╭─ Input records
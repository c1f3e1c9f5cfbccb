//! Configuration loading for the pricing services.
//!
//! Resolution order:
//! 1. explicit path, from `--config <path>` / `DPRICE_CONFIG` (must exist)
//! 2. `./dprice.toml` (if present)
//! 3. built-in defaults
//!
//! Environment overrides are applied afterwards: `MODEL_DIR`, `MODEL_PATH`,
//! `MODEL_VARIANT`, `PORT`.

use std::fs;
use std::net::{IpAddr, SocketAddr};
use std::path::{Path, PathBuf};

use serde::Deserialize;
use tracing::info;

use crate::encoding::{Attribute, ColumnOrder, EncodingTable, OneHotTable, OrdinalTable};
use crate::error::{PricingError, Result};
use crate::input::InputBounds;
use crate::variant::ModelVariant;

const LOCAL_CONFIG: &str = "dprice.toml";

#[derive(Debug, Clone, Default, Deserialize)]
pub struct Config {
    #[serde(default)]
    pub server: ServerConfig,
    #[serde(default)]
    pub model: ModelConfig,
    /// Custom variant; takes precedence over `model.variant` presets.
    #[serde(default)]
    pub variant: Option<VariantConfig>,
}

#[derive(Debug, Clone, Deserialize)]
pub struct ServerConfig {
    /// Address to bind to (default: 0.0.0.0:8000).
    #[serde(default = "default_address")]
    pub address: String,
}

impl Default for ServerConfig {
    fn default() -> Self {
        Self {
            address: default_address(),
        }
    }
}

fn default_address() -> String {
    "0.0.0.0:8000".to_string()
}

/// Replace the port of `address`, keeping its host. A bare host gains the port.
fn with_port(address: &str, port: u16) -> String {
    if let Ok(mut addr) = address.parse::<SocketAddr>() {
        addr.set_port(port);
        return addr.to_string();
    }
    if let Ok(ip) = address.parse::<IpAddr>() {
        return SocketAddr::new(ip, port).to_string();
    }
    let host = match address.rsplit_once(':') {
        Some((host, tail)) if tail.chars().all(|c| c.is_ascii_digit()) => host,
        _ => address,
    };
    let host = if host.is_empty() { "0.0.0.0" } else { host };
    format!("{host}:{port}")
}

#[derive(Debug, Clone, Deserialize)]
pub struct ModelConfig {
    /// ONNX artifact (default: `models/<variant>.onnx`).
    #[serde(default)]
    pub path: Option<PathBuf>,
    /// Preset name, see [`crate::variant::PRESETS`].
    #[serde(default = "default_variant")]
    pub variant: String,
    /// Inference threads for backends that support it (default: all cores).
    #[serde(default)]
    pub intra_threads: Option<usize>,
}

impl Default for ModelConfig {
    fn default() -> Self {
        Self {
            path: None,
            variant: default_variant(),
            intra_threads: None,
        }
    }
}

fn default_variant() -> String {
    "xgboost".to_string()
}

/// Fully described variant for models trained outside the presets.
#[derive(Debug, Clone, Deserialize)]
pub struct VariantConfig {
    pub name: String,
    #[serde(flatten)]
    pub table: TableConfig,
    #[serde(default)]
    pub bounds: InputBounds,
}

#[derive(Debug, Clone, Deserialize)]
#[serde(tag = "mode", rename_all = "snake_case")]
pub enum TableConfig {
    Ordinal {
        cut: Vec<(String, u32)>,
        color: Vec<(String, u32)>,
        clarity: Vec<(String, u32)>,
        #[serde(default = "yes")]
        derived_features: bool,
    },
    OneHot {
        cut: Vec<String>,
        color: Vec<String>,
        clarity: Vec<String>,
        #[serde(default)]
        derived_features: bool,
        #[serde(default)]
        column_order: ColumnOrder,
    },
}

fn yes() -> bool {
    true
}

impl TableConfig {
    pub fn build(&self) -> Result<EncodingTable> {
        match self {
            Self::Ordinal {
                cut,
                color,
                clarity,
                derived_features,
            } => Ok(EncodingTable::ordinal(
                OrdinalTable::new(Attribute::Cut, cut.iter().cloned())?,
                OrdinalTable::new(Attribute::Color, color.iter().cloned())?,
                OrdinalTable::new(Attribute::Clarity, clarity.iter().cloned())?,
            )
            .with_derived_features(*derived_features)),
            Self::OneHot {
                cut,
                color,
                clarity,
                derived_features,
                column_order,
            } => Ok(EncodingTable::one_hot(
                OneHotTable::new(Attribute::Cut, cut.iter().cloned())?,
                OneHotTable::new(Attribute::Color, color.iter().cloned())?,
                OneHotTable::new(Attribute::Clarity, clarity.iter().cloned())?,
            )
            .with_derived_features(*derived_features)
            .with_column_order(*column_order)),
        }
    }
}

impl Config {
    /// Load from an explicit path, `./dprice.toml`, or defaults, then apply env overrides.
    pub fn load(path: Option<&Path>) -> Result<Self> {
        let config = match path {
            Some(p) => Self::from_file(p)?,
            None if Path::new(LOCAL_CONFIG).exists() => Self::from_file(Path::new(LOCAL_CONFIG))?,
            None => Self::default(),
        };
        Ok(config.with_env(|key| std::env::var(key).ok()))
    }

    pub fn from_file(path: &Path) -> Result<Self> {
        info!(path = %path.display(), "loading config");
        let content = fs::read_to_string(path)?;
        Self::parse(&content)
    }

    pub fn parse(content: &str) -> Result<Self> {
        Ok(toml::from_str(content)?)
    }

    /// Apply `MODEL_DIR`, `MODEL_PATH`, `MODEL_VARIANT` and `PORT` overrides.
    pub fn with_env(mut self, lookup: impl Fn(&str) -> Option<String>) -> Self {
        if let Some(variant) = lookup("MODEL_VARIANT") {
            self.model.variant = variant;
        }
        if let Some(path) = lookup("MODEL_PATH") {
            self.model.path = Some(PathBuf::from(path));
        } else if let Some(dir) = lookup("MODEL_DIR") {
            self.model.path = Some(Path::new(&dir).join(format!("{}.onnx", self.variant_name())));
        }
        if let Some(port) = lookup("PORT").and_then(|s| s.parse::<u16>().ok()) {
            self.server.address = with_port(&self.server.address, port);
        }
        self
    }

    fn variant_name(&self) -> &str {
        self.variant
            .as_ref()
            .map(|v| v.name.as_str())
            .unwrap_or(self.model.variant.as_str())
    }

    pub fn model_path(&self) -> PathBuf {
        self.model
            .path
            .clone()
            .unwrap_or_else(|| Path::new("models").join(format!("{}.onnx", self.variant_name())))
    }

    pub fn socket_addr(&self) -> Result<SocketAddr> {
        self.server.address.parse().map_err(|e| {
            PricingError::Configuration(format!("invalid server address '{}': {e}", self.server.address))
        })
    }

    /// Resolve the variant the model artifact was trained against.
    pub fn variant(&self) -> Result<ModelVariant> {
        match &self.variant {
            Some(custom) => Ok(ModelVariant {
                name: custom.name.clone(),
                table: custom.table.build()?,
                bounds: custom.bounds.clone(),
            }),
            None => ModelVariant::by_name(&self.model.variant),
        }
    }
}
╰─
╭─ Input records
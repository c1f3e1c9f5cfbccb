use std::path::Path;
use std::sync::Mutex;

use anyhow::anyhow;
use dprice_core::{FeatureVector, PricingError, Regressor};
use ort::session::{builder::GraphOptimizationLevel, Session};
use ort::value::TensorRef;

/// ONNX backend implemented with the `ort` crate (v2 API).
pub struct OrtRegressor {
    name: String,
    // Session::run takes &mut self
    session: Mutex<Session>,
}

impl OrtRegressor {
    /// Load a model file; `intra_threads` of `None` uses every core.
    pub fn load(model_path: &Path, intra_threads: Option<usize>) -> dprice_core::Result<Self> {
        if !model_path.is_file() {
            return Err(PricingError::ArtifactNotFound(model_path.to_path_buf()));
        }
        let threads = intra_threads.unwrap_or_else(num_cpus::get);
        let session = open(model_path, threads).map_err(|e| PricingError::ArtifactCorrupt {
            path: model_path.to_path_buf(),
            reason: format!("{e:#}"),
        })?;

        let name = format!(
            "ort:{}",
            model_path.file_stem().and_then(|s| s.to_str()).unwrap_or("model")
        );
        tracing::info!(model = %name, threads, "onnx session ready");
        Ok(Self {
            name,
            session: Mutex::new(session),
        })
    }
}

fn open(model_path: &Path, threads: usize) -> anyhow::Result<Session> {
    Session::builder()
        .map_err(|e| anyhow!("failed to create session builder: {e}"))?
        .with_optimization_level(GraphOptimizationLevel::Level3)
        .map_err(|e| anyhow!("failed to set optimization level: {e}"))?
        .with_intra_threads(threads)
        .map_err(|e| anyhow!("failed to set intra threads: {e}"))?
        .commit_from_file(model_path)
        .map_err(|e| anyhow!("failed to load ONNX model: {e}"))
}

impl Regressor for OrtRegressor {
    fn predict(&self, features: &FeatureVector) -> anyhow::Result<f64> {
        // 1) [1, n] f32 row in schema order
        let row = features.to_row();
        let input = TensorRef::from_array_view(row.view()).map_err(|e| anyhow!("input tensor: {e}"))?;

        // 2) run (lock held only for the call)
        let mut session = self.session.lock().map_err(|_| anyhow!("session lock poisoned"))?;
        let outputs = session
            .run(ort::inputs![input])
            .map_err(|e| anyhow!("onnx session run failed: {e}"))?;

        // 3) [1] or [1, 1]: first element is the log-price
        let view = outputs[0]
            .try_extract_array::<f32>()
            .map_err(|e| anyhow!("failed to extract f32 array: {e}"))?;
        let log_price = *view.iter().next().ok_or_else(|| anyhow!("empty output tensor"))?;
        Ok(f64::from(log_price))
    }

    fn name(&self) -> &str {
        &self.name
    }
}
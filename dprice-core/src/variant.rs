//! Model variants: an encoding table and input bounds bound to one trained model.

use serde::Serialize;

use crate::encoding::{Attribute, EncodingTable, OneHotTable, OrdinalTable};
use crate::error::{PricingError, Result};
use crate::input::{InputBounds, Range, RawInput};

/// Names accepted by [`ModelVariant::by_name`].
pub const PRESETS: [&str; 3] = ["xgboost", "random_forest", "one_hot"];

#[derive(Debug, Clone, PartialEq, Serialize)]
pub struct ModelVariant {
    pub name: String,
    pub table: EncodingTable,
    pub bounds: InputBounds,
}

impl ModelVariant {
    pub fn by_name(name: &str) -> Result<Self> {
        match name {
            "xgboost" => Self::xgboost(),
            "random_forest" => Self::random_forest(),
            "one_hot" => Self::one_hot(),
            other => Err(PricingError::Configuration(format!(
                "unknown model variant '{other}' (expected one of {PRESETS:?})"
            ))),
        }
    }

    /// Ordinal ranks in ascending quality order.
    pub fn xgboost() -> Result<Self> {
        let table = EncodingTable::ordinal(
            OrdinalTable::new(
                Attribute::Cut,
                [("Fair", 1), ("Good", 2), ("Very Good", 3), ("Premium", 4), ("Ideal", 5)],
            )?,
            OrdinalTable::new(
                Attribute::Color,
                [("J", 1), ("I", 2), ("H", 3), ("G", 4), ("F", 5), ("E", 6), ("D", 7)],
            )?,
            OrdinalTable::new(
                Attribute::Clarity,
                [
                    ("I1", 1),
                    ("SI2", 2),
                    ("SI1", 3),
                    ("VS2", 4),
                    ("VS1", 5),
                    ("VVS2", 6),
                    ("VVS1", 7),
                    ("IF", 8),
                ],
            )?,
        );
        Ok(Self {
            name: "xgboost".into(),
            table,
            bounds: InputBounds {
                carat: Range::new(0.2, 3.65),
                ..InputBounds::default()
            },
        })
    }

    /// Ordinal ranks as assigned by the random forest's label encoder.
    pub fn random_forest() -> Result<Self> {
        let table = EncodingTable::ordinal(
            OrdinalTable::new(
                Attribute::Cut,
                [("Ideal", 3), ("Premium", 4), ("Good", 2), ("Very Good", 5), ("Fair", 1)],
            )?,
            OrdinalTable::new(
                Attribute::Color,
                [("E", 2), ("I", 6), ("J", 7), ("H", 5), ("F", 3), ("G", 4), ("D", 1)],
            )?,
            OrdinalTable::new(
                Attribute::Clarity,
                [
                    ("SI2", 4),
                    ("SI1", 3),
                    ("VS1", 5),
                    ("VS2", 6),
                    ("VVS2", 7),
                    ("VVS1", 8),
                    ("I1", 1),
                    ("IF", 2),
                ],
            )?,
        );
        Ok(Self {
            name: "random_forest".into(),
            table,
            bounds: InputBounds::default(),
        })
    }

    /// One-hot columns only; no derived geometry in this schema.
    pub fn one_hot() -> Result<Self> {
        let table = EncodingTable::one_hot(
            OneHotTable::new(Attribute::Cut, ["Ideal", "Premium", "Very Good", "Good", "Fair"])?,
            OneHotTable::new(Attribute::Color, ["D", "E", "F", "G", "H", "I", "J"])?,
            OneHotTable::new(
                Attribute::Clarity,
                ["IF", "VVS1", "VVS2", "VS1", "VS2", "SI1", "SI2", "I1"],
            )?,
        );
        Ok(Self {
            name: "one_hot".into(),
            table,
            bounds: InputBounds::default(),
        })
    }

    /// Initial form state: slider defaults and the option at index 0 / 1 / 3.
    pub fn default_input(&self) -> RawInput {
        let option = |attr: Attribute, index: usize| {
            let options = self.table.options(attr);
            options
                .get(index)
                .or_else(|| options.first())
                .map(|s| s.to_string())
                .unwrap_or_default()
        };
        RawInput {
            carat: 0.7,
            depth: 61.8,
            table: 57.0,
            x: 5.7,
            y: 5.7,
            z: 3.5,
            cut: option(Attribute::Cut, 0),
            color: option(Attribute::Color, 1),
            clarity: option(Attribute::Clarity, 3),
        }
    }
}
╰─
Work required:
All that belongs in your answer is the stretch of entries above from the line with "else if let" through the line with "if let Some(port)", printed exactly.

Answer area:
        } else if let Some(dir) = lookup("MODEL_DIR") {
            self.model.path = Some(Path::new(&dir).join(format!("{}.onnx", self.variant_name())));
        }
        if let Some(port) = lookup("PORT").and_then(|s| s.parse::<u16>().ok()) {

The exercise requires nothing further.